Wajar kalau Teguh bertanya begitu, karena Teguh tahu keresahan Rasyid setelah mendapat telepon dari Shanas. Rasyid bahkan terlihat ingin buru-buru menyelesaikan pekerjaan.

"Aku udah putus sama dia," jawab Rasyid sembari memainkan kotak rokok. Dia sebenarnya ingin mengisap rokok, tapi ruangan darurat ini, begitu rapat karena ada pendingin ruangan sebagai penyejuk.

"O...." Teguh menanggapi singkat karena itu bukan pernyataan yang kesekian kalinya.  Putus sambung adalah bagian dari hubungan percintaan Rasyid dan Olive selama delapan tahunan, jadi Teguh menganggap kali ini hanyalah main-main belaka.

"Kali ini aku serius."

"Ha?" Teguh melongo. Perkiraannya meleset. "Kenapa?"

"Masih masalah yang itu-itu aja. Kecemburuan dan ketidakpuasan."

"Dan itu membuat keputusan berpisah yang serius?"

Rasyid diam. Dia terlihat menimbang-nimbang untuk bicara.

"Ada hal lain," ucap Rasyid kurang yakin.

"Apa itu?"

"Pernah dengar kalau seorang ayah adalah cinta pertama putri-putrinya?"

Teguh mengangguk dan tersenyum.

"Yes, aku punya adik perempuan yang apa-apanya selalu dibandingkan dengan Papa," jawab Teguh sembari tertawa geli.

"Dan adikmu mengatakan mencintai ayahmu?"
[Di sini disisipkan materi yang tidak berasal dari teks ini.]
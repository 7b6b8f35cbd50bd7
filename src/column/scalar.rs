use num_traits::ToPrimitive;
use serde::{Deserialize, Serialize};
use std::cmp::Ordering;
use std::fmt::{self, Display};

use crate::index::Label;
use crate::na::NA;

/// A single cell value of dynamically typed data
#[derive(Debug, Clone, PartialEq, Serialize, Deserialize)]
pub enum Scalar {
    Null,
    Boolean(bool),
    Int64(i64),
    Float64(f64),
    String(String),
}

impl Scalar {
    /// Null or a NaN float
    pub fn is_null(&self) -> bool {
        match self {
            Scalar::Null => true,
            Scalar::Float64(v) => v.is_nan(),
            _ => false,
        }
    }

    /// Numeric value; nulls become NaN, text has none
    pub fn as_f64(&self) -> Option<f64> {
        match self {
            Scalar::Null => Some(f64::NAN),
            Scalar::Boolean(v) => Some(if *v { 1.0 } else { 0.0 }),
            Scalar::Int64(v) => Some(*v as f64),
            Scalar::Float64(v) => Some(*v),
            Scalar::String(_) => None,
        }
    }

    /// Convert to a grouping key; nulls and NaN are missing keys
    pub fn to_label(&self) -> NA<Label> {
        match self {
            Scalar::Null => NA::NA,
            Scalar::Boolean(v) => NA::Value(Label::Bool(*v)),
            Scalar::Int64(v) => NA::Value(Label::Int(*v)),
            Scalar::Float64(v) if v.is_nan() => NA::NA,
            Scalar::Float64(v) => NA::Value(Label::Float(*v)),
            Scalar::String(v) => NA::Value(Label::Str(v.clone())),
        }
    }

    /// Ordering used by min/max reductions.
    ///
    /// Numbers compare numerically and strings lexically; mixing the two
    /// has no ordering.
    pub fn compare(&self, other: &Scalar) -> Option<Ordering> {
        match (self, other) {
            (Scalar::String(a), Scalar::String(b)) => Some(a.cmp(b)),
            (Scalar::Boolean(a), Scalar::Boolean(b)) => Some(a.cmp(b)),
            (Scalar::Int64(a), Scalar::Int64(b)) => Some(a.cmp(b)),
            (a, b) => match (a.as_f64(), b.as_f64()) {
                (Some(x), Some(y)) => x.partial_cmp(&y),
                _ => None,
            },
        }
    }
}

impl Display for Scalar {
    fn fmt(&self, f: &mut fmt::Formatter<'_>) -> fmt::Result {
        match self {
            Scalar::Null => write!(f, "null"),
            Scalar::Boolean(v) => write!(f, "{}", v),
            Scalar::Int64(v) => write!(f, "{}", v),
            Scalar::Float64(v) => write!(f, "{}", v),
            Scalar::String(v) => write!(f, "{}", v),
        }
    }
}

impl ToPrimitive for Scalar {
    fn to_i64(&self) -> Option<i64> {
        match self {
            Scalar::Int64(v) => Some(*v),
            Scalar::Boolean(v) => Some(*v as i64),
            Scalar::Float64(v) => v.to_i64(),
            _ => None,
        }
    }

    fn to_u64(&self) -> Option<u64> {
        self.to_i64().and_then(|v| v.to_u64())
    }

    fn to_f64(&self) -> Option<f64> {
        self.as_f64()
    }
}

impl From<f64> for Scalar {
    fn from(v: f64) -> Self {
        Scalar::Float64(v)
    }
}

impl From<i64> for Scalar {
    fn from(v: i64) -> Self {
        Scalar::Int64(v)
    }
}

impl From<bool> for Scalar {
    fn from(v: bool) -> Self {
        Scalar::Boolean(v)
    }
}

impl From<&str> for Scalar {
    fn from(v: &str) -> Self {
        Scalar::String(v.to_string())
    }
}

impl From<String> for Scalar {
    fn from(v: String) -> Self {
        Scalar::String(v)
    }
}

impl From<Label> for Scalar {
    fn from(label: Label) -> Self {
        match label {
            Label::Bool(v) => Scalar::Boolean(v),
            Label::Int(v) => Scalar::Int64(v),
            Label::Float(v) => Scalar::Float64(v),
            Label::Str(v) => Scalar::String(v),
            tuple @ Label::Tuple(_) => Scalar::String(tuple.to_string()),
        }
    }
}
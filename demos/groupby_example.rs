use pandrs_groupby::{AggFunc, DataFrame, KeySource, PandRSError, Series};

fn main() -> Result<(), PandRSError> {
    println!("=== Group-by sample ===");

    // Prepare data
    let values = Series::new(vec![10.0, 20.0, 15.0, 30.0, 25.0, 15.0], Some("values".to_string()));
    let keys = vec!["A", "B", "A", "C", "B", "A"];

    let grouped = values.group_by(keys)?;
    println!("Number of groups: {}", grouped.ngroups());

    println!("\n--- Group sizes ---");
    for (key, size) in grouped.size()?.iter() {
        println!("group '{}': {} rows", key, size);
    }

    println!("\n--- Sum per group ---");
    for (key, sum) in grouped.sum()?.iter() {
        println!("group '{}' sum: {}", key, sum);
    }

    println!("\n--- Deviation from the group mean ---");
    let deviation = grouped.transform(|g| {
        let mean = g.mean();
        g.map(|v| v - mean)
    })?;
    for (label, value) in deviation.iter() {
        println!("row {}: {:+.2}", label, value);
    }

    // Frame grouped by two columns
    println!("\n--- Sales by region and year ---");
    let df = DataFrame::new()
        .with_column("region", vec!["east", "west", "east", "west", "east"])?
        .with_column("year", vec![2023i64, 2023, 2024, 2024, 2023])?
        .with_column("sales", vec![120.0, 80.0, 150.0, 95.0, 60.0])?
        .with_column("rep", vec!["Sato", "Kim", "Ito", "Lee", "Mori"])?;

    let by_region_year = df.group_by_keys(vec![
        KeySource::column("region"),
        KeySource::column("year"),
    ])?;
    let totals = by_region_year.agg_columns(&[
        ("sales", AggFunc::Sum),
        ("sales", AggFunc::Mean),
        ("rep", AggFunc::First),
    ])?;
    for row in 0..totals.row_count() {
        let key = totals.index().get(row).map(|l| l.to_string()).unwrap_or_default();
        println!(
            "{}: total {}, mean {}, first rep {}",
            key,
            totals.get(row, "sales_sum")?,
            totals.get(row, "sales_mean")?,
            totals.get(row, "rep")?
        );
    }

    // Text columns are dropped from numeric reductions
    let means = df.group_by("region")?.mean()?;
    println!("\nMean columns by region: {:?}", means.column_names());

    Ok(())
}
//! Lazy walk over the groups of a sorted buffer.
//!
//! The walk keeps an explicit stack with one frame per key level instead
//! of nesting generators. Each frame remembers the end of its row range,
//! the next code to emit and where that code's rows start. Leaf cells
//! name a contiguous range of the sorted buffer, so the data itself is
//! never copied.

use std::ops::Range;

/// A terminal cell of the group space: one code per key level and the
/// rows of the sorted buffer that carry those codes
#[derive(Debug, Clone, PartialEq, Eq)]
pub struct GroupCell {
    pub codes: Vec<usize>,
    pub range: Range<usize>,
}

impl GroupCell {
    pub fn len(&self) -> usize {
        self.range.len()
    }

    pub fn is_empty(&self) -> bool {
        self.range.is_empty()
    }
}

#[derive(Debug, Clone)]
struct Frame {
    level: usize,
    end: usize,
    next_code: usize,
    left: usize,
}

/// Iterator over the cells of the group space in code order.
///
/// Rows with code -1 at some level sit before the valid codes of their
/// parent range and are skipped. With `skip_empty` unset, cells without
/// rows are emitted too; an empty range at an inner level still expands
/// into empty cells for every code below it.
#[derive(Debug, Clone)]
pub struct GroupSlicer<'a> {
    sorted_labels: &'a [Vec<i64>],
    shape: &'a [usize],
    stack: Vec<Frame>,
    prefix: Vec<usize>,
    skip_empty: bool,
}

impl<'a> GroupSlicer<'a> {
    pub fn new(
        sorted_labels: &'a [Vec<i64>],
        shape: &'a [usize],
        range: Range<usize>,
        skip_empty: bool,
    ) -> Self {
        let mut stack = Vec::with_capacity(shape.len());
        if let Some(first) = sorted_labels.first() {
            stack.push(Frame {
                level: 0,
                end: range.end,
                next_code: 0,
                left: first_valid(first, range.start, range.end),
            });
        }
        GroupSlicer {
            sorted_labels,
            shape,
            stack,
            prefix: Vec::with_capacity(shape.len()),
            skip_empty,
        }
    }
}

/// Start of the first row with a valid code in `[start, end)`
fn first_valid(labels: &[i64], start: usize, end: usize) -> usize {
    start + labels[start..end].partition_point(|&c| c < 0)
}

impl<'a> Iterator for GroupSlicer<'a> {
    type Item = GroupCell;

    fn next(&mut self) -> Option<GroupCell> {
        let n_levels = self.sorted_labels.len();

        loop {
            let frame = self.stack.last_mut()?;
            let level = frame.level;

            if frame.next_code >= self.shape[level] {
                self.stack.pop();
                if level > 0 {
                    self.prefix.pop();
                }
                continue;
            }

            let code = frame.next_code;
            frame.next_code += 1;

            let labels = &self.sorted_labels[level];
            let left = frame.left;
            let right = left + labels[left..frame.end].partition_point(|&c| c <= code as i64);
            frame.left = right;

            if right == left && self.skip_empty {
                continue;
            }

            if level + 1 == n_levels {
                let mut codes = self.prefix.clone();
                codes.push(code);
                log::trace!("group cell {:?}: rows {}..{}", codes, left, right);
                return Some(GroupCell {
                    codes,
                    range: left..right,
                });
            }

            let child = first_valid(&self.sorted_labels[level + 1], left, right);
            self.prefix.push(code);
            self.stack.push(Frame {
                level: level + 1,
                end: right,
                next_code: 0,
                left: child,
            });
        }
    }
}
#[cfg(test)]
mod tests {
    use super::*;
    use crate::groupby::grouping::Grouping;
    use crate::na::NA;

    fn grouper(keys: &[&str]) -> Grouper {
        Grouper::new(vec![Grouping::new(
            keys.iter().map(|&k| NA::Value(Label::from(k))).collect(),
            None,
        )])
        .unwrap()
    }

    #[test]
    fn test_mixed_kinds_rejected() {
        let grouper = grouper(&["a", "b"]);
        let index = DataFrameIndex::default_with_len(2);
        let outputs = vec![
            ApplyOutput::from(1.0),
            ApplyOutput::from(Series::new(vec![1.0, 2.0], None)),
        ];
        let err = combine_apply(
            &grouper,
            &index,
            grouper.cells(),
            outputs,
            Target::Series,
            None,
        )
        .unwrap_err();
        assert!(matches!(err, Error::ShapeMismatch(_)));
    }

    #[test]
    fn test_no_groups_is_empty_series() {
        let grouper = Grouper::new(vec![Grouping::new(vec![NA::NA], None)]).unwrap();
        let index = DataFrameIndex::default_with_len(1);
        let applied =
            combine_apply(&grouper, &index, grouper.cells(), Vec::new(), Target::Series, None)
                .unwrap();
        assert!(applied.into_series().unwrap().is_empty());
    }

    #[test]
    fn test_generic_matches_vectorized() {
        let grouper = grouper(&["b", "a", "b", "c"]);
        let sorted = Column::Float64(grouper.indexer().reorder(&[1.0, 2.0, 3.0, 4.0]));

        let (ids, fast) = aggregate_vectorized(&grouper, sorted.view(0..4), AggFunc::Sum).unwrap();
        let (generic_ids, slow) = aggregate_generic(&grouper, |cell| {
            kernels::reduce(sorted.view(cell.range.clone()), AggFunc::Sum)
        })
        .unwrap();

        assert_eq!(ids, generic_ids);
        assert_eq!(fast, slow);
        assert_eq!(fast, vec![Scalar::Float64(2.0), Scalar::Float64(4.0), Scalar::Float64(4.0)]);
    }

    #[test]
    fn test_cell_reductions_keep_integers() {
        let grouper = grouper(&["a", "b"]);
        let big = (1i64 << 53) + 1;
        let sorted = Column::Int64(grouper.indexer().reorder(&[big, 7]));

        for func in [AggFunc::First, AggFunc::Last, AggFunc::Min, AggFunc::Max] {
            let (_, values) = aggregate_vectorized(&grouper, sorted.view(0..2), func).unwrap();
            assert_eq!(values, vec![Scalar::Int64(big), Scalar::Int64(7)]);
        }

        let (_, counts) = aggregate_vectorized(&grouper, sorted.view(0..2), AggFunc::Count).unwrap();
        assert_eq!(counts, vec![Scalar::Int64(1), Scalar::Int64(1)]);
    }

    #[test]
    fn test_transform_fit() {
        let group = DataFrameIndex::from_labels(vec![Label::Int(0), Label::Int(2)]);
        let view = group.view(0..2);
        assert_eq!(
            transform_fit(&view, &group, &Label::from("a")).unwrap(),
            TransformFit::Aligned
        );
        let one = DataFrameIndex::default_with_len(1);
        assert_eq!(
            transform_fit(&view, &one, &Label::from("a")).unwrap(),
            TransformFit::Broadcast
        );
        let three = DataFrameIndex::default_with_len(3);
        assert!(transform_fit(&view, &three, &Label::from("a")).is_err());
    }
}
"Iyalah. Aku juga mencintai ayahku kalau mau sedikit melankolis, hahaha...."

Rasyid tidak menanggapi tawa Teguh. Di pikirannya bergejolak pemahaman lain yang sedang dia pendam, yang kemudian menjadi keraguan tentang benar dan salah.

"Sebegitu cintanya adikmu dengan ayahmu, apakah dia merindukan dan ingin selalu dipeluk ayahmu?"

Kini ganti Teguh yang tertegun. Ada yang janggal dari pertanyaan Rasyid.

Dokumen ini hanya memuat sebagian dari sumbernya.